The UK is seen by many across the world as a world leader in tobacco harm reduction, with countries, smokers and vapers looking to the UK for guidance in this space. That reputation should not be compromised by the loss of institutional knowledge during the transfer of resource from Public Health England to OHID, and it should not come at the cost of a Government Department delaying publications once again. If the Government are serious about levelling up and wish to support endeavours to improve people’s lives, they must ensure that OHID adopts the same evidence-based approach as its predecessor to finding solutions for life-debilitating problems.

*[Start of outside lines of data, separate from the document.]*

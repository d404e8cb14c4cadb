use axum::{extract::State, routing::post, Json, Router};
use axum_extra::extract::cookie::SignedCookieJar;
use tracing::{info, instrument, warn};

use crate::{
    auth::{
        dto::{LoginRequest, SessionUser},
        extractors::CurrentUser,
        password,
        session::{self, SessionData},
    },
    error::{ApiError, ApiResult},
    response::ApiResponse,
    state::AppState,
    users::repo::User,
};

pub fn auth_routes() -> Router<AppState> {
    Router::new()
        .route("/auth/login", post(login))
        .route("/auth/logout", post(logout))
}

fn missing_credentials() -> ApiError {
    ApiError::BadRequest("Email or username and a Password fields are required!".into())
}

#[instrument(skip_all)]
pub async fn login(
    State(state): State<AppState>,
    jar: SignedCookieJar,
    Json(payload): Json<LoginRequest>,
) -> ApiResult<(SignedCookieJar, Json<ApiResponse<SessionUser>>)> {
    let username = payload.username.as_deref().map(str::trim).filter(|v| !v.is_empty());
    let email = payload.email.as_deref().map(str::trim).filter(|v| !v.is_empty());
    let password = payload.password.as_deref().filter(|v| !v.is_empty());

    let Some(password) = password else {
        return Err(missing_credentials());
    };

    // Username wins when both identifiers are supplied.
    let user = match (username, email) {
        (Some(username), _) => User::find_by_username(&state.db, username).await?,
        (None, Some(email)) => User::find_by_email(&state.db, email).await?,
        (None, None) => return Err(missing_credentials()),
    };

    let Some(user) = user else {
        warn!("login attempt for unknown user");
        return Err(ApiError::Unauthorized("Unauthorized! - User not found!".into()));
    };

    if user.password_hash != password::hash_password(password, &state.config.secret_key) {
        warn!(user_id = %user.id, "login attempt with invalid password");
        return Err(ApiError::Unauthorized("Unauthorized! - Invalid password!".into()));
    }

    let jar = SessionData::new(user.id, &user.password_hash).write(jar);

    info!(user_id = %user.id, username = %user.username, "user logged in");
    Ok((
        jar,
        Json(ApiResponse::new(
            "Logged in successfully!",
            SessionUser {
                user_id: user.id,
                username: user.username,
            },
        )),
    ))
}

#[instrument(skip_all)]
pub async fn logout(
    CurrentUser(user): CurrentUser,
    jar: SignedCookieJar,
) -> (SignedCookieJar, Json<ApiResponse<()>>) {
    info!(user_id = %user.id, "user logged out");
    (
        session::clear(jar),
        Json(ApiResponse::message_only("Logout successful!")),
    )
}
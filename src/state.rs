use std::sync::Arc;

use anyhow::Context;
use axum::extract::FromRef;
use axum_extra::extract::cookie::Key;
use sha2::{Digest, Sha512};
use sqlx::postgres::PgPoolOptions;
use sqlx::PgPool;

use crate::config::AppConfig;

#[derive(Clone)]
pub struct AppState {
    pub db: PgPool,
    pub config: Arc<AppConfig>,
    session_key: Key,
}

impl AppState {
    pub async fn init() -> anyhow::Result<Self> {
        let config = Arc::new(AppConfig::from_env()?);
        let db = PgPoolOptions::new()
            .max_connections(10)
            .connect(&config.database_url)
            .await
            .context("connect to database")?;
        Ok(Self::from_parts(db, config))
    }

    pub fn from_parts(db: PgPool, config: Arc<AppConfig>) -> Self {
        let session_key = derive_session_key(&config.secret_key);
        Self {
            db,
            config,
            session_key,
        }
    }
}

/// Stretch the configured secret into the 64 bytes the cookie key wants.
/// Instances sharing `SECRET_KEY` verify each other's session cookies.
pub(crate) fn derive_session_key(secret: &str) -> Key {
    let digest = Sha512::digest(secret.as_bytes());
    Key::from(digest.as_slice())
}

impl FromRef<AppState> for Key {
    fn from_ref(state: &AppState) -> Self {
        state.session_key.clone()
    }
}

#[cfg(test)]
mod tests {
    use super::*;

    #[test]
    fn session_key_is_stable_per_secret() {
        let a = derive_session_key("dev-secret");
        let b = derive_session_key("dev-secret");
        assert_eq!(a.master(), b.master());

        let c = derive_session_key("other-secret");
        assert_ne!(a.master(), c.master());
    }
}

I once again express my gratitude to my hon. Friend the Member for Bootle for having secured this debate. I hope that in responding, the Minister can provide clarity about the timeline for responding to the TRPR review and for the publication of the new tobacco control plan. I also hope that she agrees that the OHID must remain independent, with its institutional knowledge protected.

It is a pleasure to serve under your chairmanship, Mr Twigg. I thank my hon. Friend the Member for Bootle (Peter Dowd) for having secured this important debate, and for his eloquent and detailed speech. Salford is currently the 18th most deprived local authority area out of 317 in England, yet it is a tale of two cities: more than 30% of the city’s population reside in a highly deprived area, yet we are also home to some of the wealthiest suburbs in Greater Manchester. That disparity is shown starkly by our life expectancy. It has been improving over the past few decades, but there remains a gap between Salford and the rest of England of three years for males and two years for females.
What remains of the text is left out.